Structures Used for Database Recovery

advertisement
Structures Used for Database Recovery
Several structures of an Oracle database safeguard data against possible failures. This
section introduces each of these structures and its role in database recovery.
Database Backups
A database backup consists of backups of the physical files (all datafiles and a control
file) that constitute an Oracle database. To begin media recovery after a media failure,
Oracle uses file backups to restore damaged datafiles or control files.

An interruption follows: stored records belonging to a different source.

#[cfg(test)]
mod tests {
    use super::*;
    use crate::parser::Parser;
    use crate::tokenizer::Tokenizer;

    fn run(interpreter: &mut Interpreter, ns: &Namespace, source: &str) -> Option<Value> {
        let mut tokenizer = Tokenizer::new(source);
        let tokens = tokenizer.tokenize().unwrap();
        let program = Parser::new(tokens).parse().unwrap();
        interpreter.eval_fragment(ns, &program).unwrap()
    }

    #[test]
    fn module_scope_accumulates_across_fragments() {
        let mut interpreter = Interpreter::new();
        let ns = Namespace::new();
        run(&mut interpreter, &ns, "x = 1");
        run(&mut interpreter, &ns, "x += 1");
        assert_eq!(ns.get("x"), Some(Value::Int(2)));
    }

    #[test]
    fn functions_capture_their_defining_namespace() {
        let mut interpreter = Interpreter::new();
        let ns = Namespace::new();
        run(&mut interpreter, &ns, "base = 10\nfn shifted(n) { return base + n }");
        // Call from a different namespace; the function still sees `base`.
        let shell = Namespace::new();
        shell.set("m", Value::Module(ns.clone()));
        let result = run(&mut interpreter, &shell, "m.shifted(5)");
        assert_eq!(result, Some(Value::Int(15)));
    }

    #[test]
    fn locals_do_not_leak_into_module_namespace() {
        let mut interpreter = Interpreter::new();
        let ns = Namespace::new();
        run(
            &mut interpreter,
            &ns,
            "fn f() { let tmp = 1; return tmp }\nresult = f()",
        );
        assert_eq!(ns.get("result"), Some(Value::Int(1)));
        assert!(!ns.contains("tmp"));
    }

    #[test]
    fn import_binds_top_level_module() {
        let table = ModuleTable::new();
        let leaf = table.ensure("pkg.sub");
        leaf.set("y", Value::Int(5));
        table.ensure("pkg");
        table.link_ancestors("pkg.sub");

        let mut interpreter = Interpreter::with_modules(table);
        let shell = Namespace::new();
        let result = run(&mut interpreter, &shell, "import pkg.sub\npkg.sub.y");
        assert_eq!(result, Some(Value::Int(5)));
        assert!(shell.contains("pkg"));
    }

    #[test]
    fn missing_import_raises_module_not_found() {
        let mut interpreter = Interpreter::new();
        let ns = Namespace::new();
        let mut tokenizer = Tokenizer::new("import nowhere");
        let tokens = tokenizer.tokenize().unwrap();
        let program = Parser::new(tokens).parse().unwrap();
        let err = interpreter.eval_fragment(&ns, &program).unwrap_err();
        assert!(matches!(err, RuntimeError::ModuleNotFound(name) if name == "nowhere"));
    }

    #[test]
    fn runtime_error_leaves_earlier_definitions_in_place() {
        let mut interpreter = Interpreter::new();
        let ns = Namespace::new();
        let mut tokenizer = Tokenizer::new("a = 1\nb = missing + 1");
        let tokens = tokenizer.tokenize().unwrap();
        let program = Parser::new(tokens).parse().unwrap();
        let err = interpreter.eval_fragment(&ns, &program).unwrap_err();
        assert!(matches!(err, RuntimeError::VariableNotFound(_)));
        // Partial mutation is surfaced, not rolled back.
        assert_eq!(ns.get("a"), Some(Value::Int(1)));
        assert!(!ns.contains("b"));
    }

    #[test]
    fn division_by_zero_is_reported() {
        let mut interpreter = Interpreter::new();
        let ns = Namespace::new();
        let mut tokenizer = Tokenizer::new("1 / 0");
        let tokens = tokenizer.tokenize().unwrap();
        let program = Parser::new(tokens).parse().unwrap();
        let err = interpreter.eval_fragment(&ns, &program).unwrap_err();
        assert!(matches!(err, RuntimeError::DivisionByZero));
    }

    #[test]
    fn while_loop_with_break() {
        let mut interpreter = Interpreter::new();
        let ns = Namespace::new();
        run(
            &mut interpreter,
            &ns,
            "total = 0\nn = 0\nwhile true { n += 1; if n > 3 { break }; total += n }",
        );
        assert_eq!(ns.get("total"), Some(Value::Int(6)));
    }

    #[test]
    fn array_index_assignment_writes_back() {
        let mut interpreter = Interpreter::new();
        let ns = Namespace::new();
        run(&mut interpreter, &ns, "arr = [1, 2, 3]\narr[1] = 20");
        assert_eq!(
            ns.get("arr"),
            Some(Value::Array(vec![
                Value::Int(1),
                Value::Int(20),
                Value::Int(3)
            ]))
        );
    }
}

Replacing a current,
possibly damaged, copy of a datafile, tablespace, or database with a backup copy is called
restoring that portion of the database.
Oracle offers several options in performing database backups, including:




Recovery Manager
operating system utilities
Export utility
Enterprise Backup Utility
Additional Information:
See Oracle8i Backup and Recovery Guide.
The Redo Log
The redo log, present for every Oracle database, records all changes made in an Oracle
database. The redo log of a database consists of at least two redo log files that are
separate from the datafiles (which actually store a database's data). As part of database
recovery from an instance or media failure, Oracle applies the appropriate changes in the
database's redo log to the datafiles, which updates database data to the instant that the
failure occurred.
A database's redo log can consist of two parts: the online redo log and the archived redo
log.
The Online Redo Log
Every Oracle database has an associated online redo log. The Oracle background process
LGWR uses the online redo log to immediately record all changes made through the
associated instance. The online redo log consists of two or more pre-allocated files that
are reused in a circular fashion to record ongoing database changes.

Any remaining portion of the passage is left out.